Regisseur Frédéric Hambalek bleibt eine schlüssige Erklärung schuldig, warum Marielle genau die Gedanken ihrer Eltern lesen kann. Causal könnte die Ohrfeige einer Mitschülerin ausschlaggebend gewesen sein. So genau weiß man das allerdings nicht und letztlich ist es auch egal. Spannend ist eben der Perspektivenwechsel, sodass das Kind letztendlich die Macht über die Eltern hat und dies auch gut auszuspielen weiß.

Richtige Schenkelklopfer sind keine dabei, dennoch gibt es genügend Szenen, die zum Schmunzeln, aber auch Nachdenken oder zum Fremdschämen anregen. All dies geschieht unaufgeregt inszeniert entweder im elterlichen Haushalt oder den stylischen Firmen. Unterbrochen wird das nur von wenigen Szenen, in denen Marielle mittels Nahaufnahme und eindringlicher klassischer Musik vor farbigen Hintergründen zu sehen ist. Dies mag wohl auch einen gewissen esoterischen Hauch verleihen, wenngleich in weiterer Folge darauf überhaupt nicht weiter eingegangen wird.

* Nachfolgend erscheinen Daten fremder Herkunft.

#[cfg(test)]
mod tests {
    use super::*;

    #[test]
    fn new_is_row_major_contiguous() {
        let l = Layout::new(&Shape::from((2, 3, 4))).unwrap();
        assert_eq!(l.size(), 24);
        assert!(l.is_contiguous());
        assert!(l.is_regular());
        assert_eq!(l.strides()[TENSOR_DIM - 1], 1);
        assert_eq!(l.strides()[TENSOR_DIM - 2], 4);
        assert_eq!(l.strides()[TENSOR_DIM - 3], 12);
    }

    #[test]
    fn flat_index_matches_row_major_formula() {
        let l = Layout::new(&Shape::from((2, 3, 4))).unwrap();
        assert_eq!(l.flat_index(&[0, 0, 0]).unwrap(), 0);
        assert_eq!(l.flat_index(&[1, 2, 3]).unwrap(), 1 * 12 + 2 * 4 + 3);
        assert!(l.flat_index(&[2, 0, 0]).is_err());
    }

    #[test]
    fn transpose_round_trips() {
        let l = Layout::new(&Shape::from((2, 3, 4))).unwrap();
        let perm = [0, 2, 1];
        let t = l.transpose(&perm).unwrap();
        assert!(!t.is_contiguous());
        assert!(t.is_regular());
        // Apply the inverse permutation and recover the original layout.
        let mut inverse = [0usize; 3];
        for (i, &p) in perm.iter().enumerate() {
            inverse[p] = i;
        }
        let back = t.transpose(&inverse).unwrap();
        assert_eq!(back, l);
    }

    #[test]
    fn transpose_rejects_bad_permutation() {
        let l = Layout::new(&Shape::from((2, 3))).unwrap();
        assert!(l.transpose(&[0, 0]).is_err());
        assert!(l.transpose(&[0, 2]).is_err());
    }

    #[test]
    fn broadcast_sets_stride_zero_on_the_unit_side() {
        let mut a = Layout::new(&Shape::from((1, 4))).unwrap();
        let mut b = Layout::new(&Shape::from((3, 4))).unwrap();
        Layout::broadcast(&mut a, &mut b, TENSOR_DIM - 2, TENSOR_DIM).unwrap();
        assert_eq!(a.dims()[TENSOR_DIM - 2], 3);
        assert_eq!(a.strides()[TENSOR_DIM - 2], 0);
        assert_eq!(a.size(), 12);
    }

    #[test]
    fn broadcast_is_idempotent() {
        let mut a1 = Layout::new(&Shape::from((1, 4))).unwrap();
        let mut b1 = Layout::new(&Shape::from((3, 4))).unwrap();
        Layout::broadcast(&mut a1, &mut b1, 0, TENSOR_DIM).unwrap();
        let (a1_again, b1_again) = (a1, b1);
        let mut a2 = a1;
        let mut b2 = b1;
        Layout::broadcast(&mut a2, &mut b2, 0, TENSOR_DIM).unwrap();
        assert_eq!(a1_again, a2);
        assert_eq!(b1_again, b2);
    }

    #[test]
    fn broadcast_mismatch_fails() {
        let mut a = Layout::new(&Shape::from((2, 4))).unwrap();
        let mut b = Layout::new(&Shape::from((3, 4))).unwrap();
        assert!(Layout::broadcast(&mut a, &mut b, 0, TENSOR_DIM).is_err());
    }

    #[test]
    fn reshape_on_contiguous_preserves_order() {
        let l = Layout::new(&Shape::from((2, 6))).unwrap();
        let r = l.reshape(&[3, 4]).unwrap();
        assert_eq!(r.size(), 12);
        assert!(r.is_contiguous());
    }

    #[test]
    fn reshape_infers_placeholder() {
        let l = Layout::new(&Shape::from((2, 6))).unwrap();
        let r = l.reshape(&[-1, 4]).unwrap();
        assert_eq!(r.dims()[TENSOR_DIM - 2], 3);
    }

    #[test]
    fn reshape_on_regular_non_contiguous_merges_when_possible() {
        // A row-major layout with every stride scaled by 2 (e.g. a stride-2
        // slice along the flattened buffer): non-contiguous but regular,
        // and the outer two axes are still a mergeable contiguous run.
        let l = Layout::from_parts(
            {
                let mut s = [1usize; TENSOR_DIM];
                s[TENSOR_DIM - 3..].copy_from_slice(&[2, 3, 4]);
                s
            },
            {
                let mut s = [0isize; TENSOR_DIM];
                s[TENSOR_DIM - 3..].copy_from_slice(&[24, 8, 2]);
                s
            },
        );
        assert!(!l.is_contiguous());
        assert!(l.is_regular());
        let r = l.reshape(&[6, 4]).unwrap();
        assert_eq!(r.size(), 24);
        assert_eq!(r.dims()[TENSOR_DIM - 2], 6);
        assert_eq!(r.strides()[TENSOR_DIM - 2], 8);
        assert_eq!(r.strides()[TENSOR_DIM - 1], 2);
    }

    #[test]
    fn reshape_on_transposed_non_mergeable_falls_to_not_implemented() {
        let l = Layout::new(&Shape::from((2, 3, 4))).unwrap();
        let t = l.transpose(&[1, 0, 2]).unwrap(); // shape (3, 2, 4), strides (4, 12, 1)
        assert!(t.reshape(&[3, 8]).is_err());
    }

    #[test]
    fn reshape_rejects_size_mismatch() {
        let l = Layout::new(&Shape::from((2, 6))).unwrap();
        assert!(l.reshape(&[5, 2]).is_err());
    }

    #[test]
    fn reduce_collapses_masked_axes() {
        let l = Layout::new(&Shape::from((2, 3))).unwrap();
        let r = l.reduce(&[false, true]).unwrap();
        assert_eq!(r.dims()[TENSOR_DIM - 2], 2);
        assert_eq!(r.dims()[TENSOR_DIM - 1], 1);
        assert_eq!(r.size(), 2);
    }

    #[test]
    fn is_contained_in_checks_offset_bounds() {
        let outer = Layout::new(&Shape::from((4, 4))).unwrap();
        let inner = outer.transpose(&[1, 0]).unwrap();
        assert!(Layout::is_contained_in(&outer, &inner));
        let too_big = Layout::new(&Shape::from((4, 5))).unwrap();
        assert!(!Layout::is_contained_in(&outer, &too_big));
    }
}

Im Verlauf des weiteren Films werden die Handlungen und Ausreden der Eltern immer kurioser und das große Spannungsfeld der innerfamiliären Kommunikation wird seitens Hambalek schonungslos aufgezeigt, wenngleich er nicht das volle Potenzial der Thematik ausgeschöpft hat. Der Film lief im Hauptbewerb der 75. Berlinale und erhielt durchwegs positive Kritik.

Fazit: “Was Marielle weiß” bietet ein spannendes und mitunter amüsantes Thema mit einem überzeugenden Ensemble rund um Regisseur Frédéric Hambalek.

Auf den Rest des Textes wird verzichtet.